Halk Hikayelerindeki İstinsah Kayıtlarının Niteliği: Hamzanâmeler Üzerinden Bir Çerçeve Çizilebilir mi?
Erva Kanat
Bu çalışma, Hamzaname, Ebu Müslimname gibi popüler halk hikayelerindeki kayıtlardan biri olan istinsah kayıtları kullanılarak tarih alanı için bir inceleme yapılacaktır. Hamzaname ve Ebu Müslimname gibi halk hikayelerdeki derkenar notları bize okuma pratikleri, okuma meclisleri gibi Osmanlı kitap tarihine dair zengin bilgiler vermektedir. Bu bağlamda Tülin Değirmenci ve Elif Sezer Aydınlı’nın çalışmaları ufuk açıcı olacaktır. Bu çalışmada toplam 50 adet nüsha kullanımı hedeflenmektedir. İlk etapta kabaca yapılan taramada bir hikayenin en fazla 16 farklı nüsha görüntüsüne ulaşıldığı için çeşitli hikaye kitaplarından yararlanılmaya çalışılacaktır. Hikayeler incelerken istinsah kayıtlarının niteliğini ve katkılarını daha iyi anlamak için sahada var olan sorular düşünülerek bir ürün ortaya çıkarılmaya çalışılacaktır. Örneğin;müstensihlerin eserleri çoğaltma motivasyonları, nüshaları kim için çoğalttıkları, nüshaları nerede ve ne zaman yazdıkları, istinsah yaptıkları mekan veya mekanlar, kayıtlardaki duaların arkasındaki örtük sebepler var mı varsa bunların neler olacağı, bu sorulardandır. Buradan hareketle o dönem okuma meclislerinde, konaklarda, kahvehanelerde elden ele dolaşan bu eserlerin üretimi, düşülen kayıtların niteliği, bu hikayelerin üretimi sırasında kayıtlarda ortak bir şablonun var olup olmadığı noktaları tespit edilmeye çalışılacaktır. Burada amaçlanan istinsah kayıtları kullanılarak hem terim üzerine yapılan teorik çalışmalara hem de Osmanlı kitap kültürüne katkıda bulunmaktır. Kitap kültürü çalışmalarında kamusal alanda okunan halk hikayelerinin üretimi süreçlerini anlamak ve yeni yorumlar geliştirmek hedeflenmektedir.

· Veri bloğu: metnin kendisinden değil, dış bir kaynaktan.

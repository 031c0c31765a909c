//! Error types for the outer surfaces of the input engine
//!
//! Input handling itself never fails: inapplicable questions, missing joysticks
//! and filtered samples are answered with neutral values. Errors only come from
//! configuration files and from bringing up platform backends.

use std::path::PathBuf;

/// Errors raised while loading configuration or initializing a backend
#[derive(Debug, thiserror::Error)]
pub enum InputError {
    /// The configuration file could not be read
    #[error("Failed to read configuration {path}: {source}")]
    ConfigRead {
        path: PathBuf,
        #[source]
        source: std::io::Error,
    },

    /// The configuration file could not be written
    #[error("Failed to write configuration {path}: {source}")]
    ConfigWrite {
        path: PathBuf,
        #[source]
        source: std::io::Error,
    },

    /// The configuration file is not valid TOML or has unexpected fields
    #[error("Failed to parse configuration: {0}")]
    ConfigParse(#[from] toml::de::Error),

    /// The configuration could not be serialized
    #[error("Failed to serialize configuration: {0}")]
    ConfigSerialize(#[from] toml::ser::Error),

    /// The configuration parsed but its values are inconsistent
    #[error("Invalid configuration: {0}")]
    InvalidConfig(String),

    /// A persisted key name does not match any known keyboard key
    #[error("Unknown keyboard key name: '{0}'")]
    UnknownKeyName(String),

    /// A platform backend (gamepad library, terminal) could not be started
    #[error("Initialization error: {0}")]
    InitializationError(String),
}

İstinsah Kaydındaki Muhataptan Metnin Okunma PratiğiniTespit Etmek: Muhammediyye Örneği
Büşra Aşıkkutlu
İstinsah kaydının unsurlarından biri olan dua cümlelerinin farklı tarihsel okumalara imkân verdiği ve tarih yazımına kaynaklık edebileceği daha önceki çalışmalarda gösterilmiştir. Müstensih tarafından kaleme alınan istinsah kayıtlarında bulunan dua cümleleri, birçok detayı ihtiva etmekle birlikte eserin muhataplarına dair ipuçlarını da barındırmaktadır. Bu tebliğde ise dua edilen muhataplarla metin arasında bir ilişki olup olmadığını anlamak amacıyla Yazıcıoğlu Mehmed Efendi’nin (ö.855/1451) kaleme aldığı ve Osmanlı toplumunda seslendirilen bir eser olan Muhammediyye esas alınacaktır. “Müstensihler, istinsah kayıtlarındaki dua cümlelerinde metnin muhatabını dikkate alarak, dinleyen, sesli okuyan veya ezberleyen profillere taalluk eden ifadeler kullanıyor mu?” sorusundan hareketle muhatap ve metin arasındaki ilişki anlaşılmaya çalışılacaktır. Bu araştırmayla, dua cümlelerine bakarak bir eserin okunma pratikleri içerisindeki konumunun tespit edilebileceği öngörülmektedir. YEK Portal ’da yapılan taramalar neticesinde erişilecek Muhammediyye nüshalarının istinsah kayıtları ve kayıtlarda dua edilen muhataplar incelenerek belirtilen hususlar doğrultusunda toplanan verilerden bir değerlendirme yapılacaktır.